Freedy Johnston – Rain on the City
Freedy Johnston opens his new album, his first new material since 2001’s Right Between the Promises, with a ukulele strum and a lyric that searches optimistically for answers. The quality of his voice against the stripped-down arrangement highlights the arresting, bell-like clarity of his tone, and the lyric playfully strides between a literal ode to a found coin and a metaphorical hand outstretched to a lost girl. Producer Richard McLaurin leavens the ukulele’s chipper tone with more quizzical and unsure dashes of lap steel and Hammond B3. The arrangement’s subtlety is a perfect balance to the lyrics’ provocative queries.

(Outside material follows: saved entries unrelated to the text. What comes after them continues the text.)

//! Referral value types
//!
//! A referral (or "beacon") is the on-chain record establishing that a
//! wallet address has been invited into the network. Every address must
//! carry one before it can transact. The types here are shared by the
//! persistent store, the write-through cache, and the referral mempool:
//! - Fixed-width `Address` and `ReferralHash` identifiers
//! - The immutable `Referral` record with its parent linkage
//! - The per-address `AnvRecord` accumulator

use serde::{Deserialize, Serialize};
use sha3::{Digest, Sha3_256};
use std::fmt;
use std::sync::Arc;

/// Address type for pay-to-key beacons
pub const KEY_ADDRESS_TYPE: u8 = 1;

/// Address type for pay-to-script beacons
pub const SCRIPT_ADDRESS_TYPE: u8 = 2;

/// Whether an address type participates in reward enumeration
///
/// Key and script beacons are rewardable; other types exist on chain but
/// are excluded from the rewardable set.
pub fn is_rewardable(address_type: u8) -> bool {
    address_type == KEY_ADDRESS_TYPE || address_type == SCRIPT_ADDRESS_TYPE
}

/// 20-byte wallet/script address
///
/// Opaque bytes; equality and ordering are bytewise.
#[derive(
    Debug, Clone, Copy, Default, PartialEq, Eq, PartialOrd, Ord, Hash, Serialize, Deserialize,
)]
pub struct Address([u8; 20]);

impl Address {
    /// Create an address from raw bytes
    pub fn new(bytes: [u8; 20]) -> Self {
        Self(bytes)
    }

    /// The all-zero sentinel address
    pub fn null() -> Self {
        Self([0u8; 20])
    }

    /// Whether this is the all-zero sentinel
    pub fn is_null(&self) -> bool {
        self.0 == [0u8; 20]
    }

    /// Raw bytes of the address
    pub fn as_bytes(&self) -> &[u8] {
        &self.0
    }
}

impl fmt::Display for Address {
    fn fmt(&self, f: &mut fmt::Formatter<'_>) -> fmt::Result {
        write!(f, "{}", hex::encode(self.0))
    }
}

/// 32-byte content hash identifying a referral record
#[derive(
    Debug, Clone, Copy, Default, PartialEq, Eq, PartialOrd, Ord, Hash, Serialize, Deserialize,
)]
pub struct ReferralHash([u8; 32]);

impl ReferralHash {
    /// Create a hash from raw bytes
    pub fn new(bytes: [u8; 32]) -> Self {
        Self(bytes)
    }

    /// The all-zero sentinel hash (used by genesis roots)
    pub fn null() -> Self {
        Self([0u8; 32])
    }

    /// Whether this is the all-zero sentinel
    pub fn is_null(&self) -> bool {
        self.0 == [0u8; 32]
    }

    /// Raw bytes of the hash
    pub fn as_bytes(&self) -> &[u8] {
        &self.0
    }
}

impl fmt::Display for ReferralHash {
    fn fmt(&self, f: &mut fmt::Formatter<'_>) -> fmt::Result {
        write!(f, "{}", hex::encode(self.0))
    }
}

/// An immutable referral record
///
/// Links the beaconed `address` to its inviter: `previous_referral` is the
/// parent record's `code_hash`, and `parent_address` is the parent's beacon
/// address, stored redundantly so parent lookups stay keyed by address.
/// `version` and `signature` are transaction-level fields carried through
/// opaquely; this subsystem never validates them.
#[derive(Debug, Clone, PartialEq, Eq, Serialize, Deserialize)]
pub struct Referral {
    /// Record format version
    pub version: u32,
    /// The beacon being created
    pub address: Address,
    /// Kind of address being beaconed (1 = key, 2 = script, ...)
    pub address_type: u8,
    /// 20-byte key id the beacon is bound to
    pub pub_key_id: Address,
    /// This referral's own identifier, used for child linking
    pub code_hash: ReferralHash,
    /// The parent referral's `code_hash` (null for a genesis root)
    pub previous_referral: ReferralHash,
    /// The parent's beacon address
    pub parent_address: Address,
    /// Opaque signature bytes
    pub signature: Vec<u8>,
}

/// Shared handle to an in-memory referral
///
/// The mempool and the batch orderer traffic in shared references; the
/// store owns the persistent copy.
pub type ReferralRef = Arc<Referral>;

impl Referral {
    /// Create a referral, deriving `code_hash` from the identity fields
    ///
    /// The hash covers everything except the signature, so re-signing does
    /// not change a referral's identity.
    pub fn new(
        version: u32,
        address: Address,
        address_type: u8,
        pub_key_id: Address,
        previous_referral: ReferralHash,
        parent_address: Address,
        signature: Vec<u8>,
    ) -> Self {
        let mut hasher = Sha3_256::new();
        hasher.update(version.to_le_bytes());
        hasher.update([address_type]);
        hasher.update(address.as_bytes());
        hasher.update(pub_key_id.as_bytes());
        hasher.update(previous_referral.as_bytes());
        hasher.update(parent_address.as_bytes());
        let code_hash = ReferralHash::new(hasher.finalize().into());

        Self {
            version,
            address,
            address_type,
            pub_key_id,
            code_hash,
            previous_referral,
            parent_address,
            signature,
        }
    }
}

/// Per-address Aggregate Network Value record
///
/// `amount` sums contributions from all descendants' events. It is signed:
/// debits pass through during batched updates, but a settled record is
/// never negative.
#[derive(Debug, Clone, PartialEq, Eq, Serialize, Deserialize)]
pub struct AnvRecord {
    /// Kind of the recorded address; never zero for a settled record
    pub address_type: u8,
    /// Key id the amount accrues to; never the null address
    pub pub_key_id: Address,
    /// Accumulated network value
    pub amount: i64,
}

The same vocal quality cuts through the electric arrangement of “Venus is Her Name” as Johnston hits and holds piercing country-tinged notes.
Johnston has returned to the character and scene studies that attracted fans to his earliest works. “Rain on the City” animates rain as a character and evokes the painterly way that Paul Simon projected human emotion on observed imagery, and the tearful goodbye of “Central Station” couches its discomfort in keen observations of worn station details substituting for eye contact. The album isn’t all texture and mood, however, as Johnston writes lyrics of romantic strife and McLaurin happily indulges the songwriter’s need to rock. The power-chords and strings of “Don’t Fall in Love with a Lonely Girl” may remind you of power-pop artists like Adam Schmitt or the Smithereens, and Johnston sings with open-throated abandon on “Livin’ Too Close to the Rio Grande” as the band bashes and twangs.
Stretching out, the baion beat of “The Other Side of Love” signals the sort of heartbreak common to early ‘60s productions by Leiber & Stoller and Phil Spector, but here it’s dressed in rootsier instrumentation; “The Kind of Love We’re In” floats along on a gentle bossa nova rhythm. The closing “What You Cannot See, You Cannot Fight” suggests a father’s entreaty to a son deeply troubled by his mother’s passing, but Johnston’s lyrics are sufficiently open-ended to leave room for personal interpretation. The album’s catchy melodies ease you aboard, and the rich threads of loss, loneliness and meandering hope invite you to make these songs you own.